**Assigned task**.
Let the output be exactly the lines from the one containing "manager.create_index(timestamp_index(table)).await?;" through the end of the records below, both included.

**Input data**.
use sea_orm_migration::prelude::*;

use crate::entities::{SearchRecords, StoreTable};

#[derive(DeriveMigrationName)]
pub struct Migration;

#[async_trait::async_trait]
impl MigrationTrait for Migration {
    async fn up(&self, manager: &SchemaManager) -> Result<(), DbErr> {
        for table in StoreTable::ALL {
            manager.create_table(record_table(table)).await?;
            manager.create_index(timestamp_index(table)).await?;
        }
        Ok(())
    }

    async fn down(&self, manager: &SchemaManager) -> Result<(), DbErr> {
        for table in StoreTable::ALL {
            manager
                .drop_table(Table::drop().table(table.iden()).if_exists().to_owned())
                .await?;
        }
        Ok(())
    }
}

/// All three tables share this schema; only retention policy differs.
fn record_table(table: StoreTable) -> TableCreateStatement {
    Table::create()
        .table(table.iden())
        .if_not_exists()
        .col(
            ColumnDef::new(SearchRecords::Id)
                .integer()
                .not_null()
                .auto_increment()
                .primary_key(),
        )
        .col(ColumnDef::new(SearchRecords::Query).string().not_null())
        .col(ColumnDef::new(SearchRecords::Title).string())
        .col(ColumnDef::new(SearchRecords::Price).double())
        .col(ColumnDef::new(SearchRecords::Rating).double())
        .col(ColumnDef::new(SearchRecords::ReviewCount).big_integer())
        .col(ColumnDef::new(SearchRecords::ProductUrl).string())
        .col(ColumnDef::new(SearchRecords::ImageUrl).string())
        .col(
            ColumnDef::new(SearchRecords::Valid)
                .boolean()
                .not_null()
                .default(false),
        )
        .col(ColumnDef::new(SearchRecords::Timestamp).string().not_null())
        .to_owned()
}

// Timestamp is the ordering key for newest-first reads.
fn timestamp_index(table: StoreTable) -> IndexCreateStatement {
    Index::create()
        .name(table.timestamp_index_name())
        .table(table.iden())
        .col(SearchRecords::Timestamp)
        .if_not_exists()
        .to_owned()
}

**The answer**.
            manager.create_index(timestamp_index(table)).await?;
        }
        Ok(())
    }

    async fn down(&self, manager: &SchemaManager) -> Result<(), DbErr> {
        for table in StoreTable::ALL {
            manager
                .drop_table(Table::drop().table(table.iden()).if_exists().to_owned())
                .await?;
        }
        Ok(())
    }
}

/// All three tables share this schema; only retention policy differs.
fn record_table(table: StoreTable) -> TableCreateStatement {
    Table::create()
        .table(table.iden())
        .if_not_exists()
        .col(
            ColumnDef::new(SearchRecords::Id)
                .integer()
                .not_null()
                .auto_increment()
                .primary_key(),
        )
        .col(ColumnDef::new(SearchRecords::Query).string().not_null())
        .col(ColumnDef::new(SearchRecords::Title).string())
        .col(ColumnDef::new(SearchRecords::Price).double())
        .col(ColumnDef::new(SearchRecords::Rating).double())
        .col(ColumnDef::new(SearchRecords::ReviewCount).big_integer())
        .col(ColumnDef::new(SearchRecords::ProductUrl).string())
        .col(ColumnDef::new(SearchRecords::ImageUrl).string())
        .col(
            ColumnDef::new(SearchRecords::Valid)
                .boolean()
                .not_null()
                .default(false),
        )
        .col(ColumnDef::new(SearchRecords::Timestamp).string().not_null())
        .to_owned()
}

// Timestamp is the ordering key for newest-first reads.
fn timestamp_index(table: StoreTable) -> IndexCreateStatement {
    Index::create()
        .name(table.timestamp_index_name())
        .table(table.iden())
        .col(SearchRecords::Timestamp)
        .if_not_exists()
        .to_owned()
}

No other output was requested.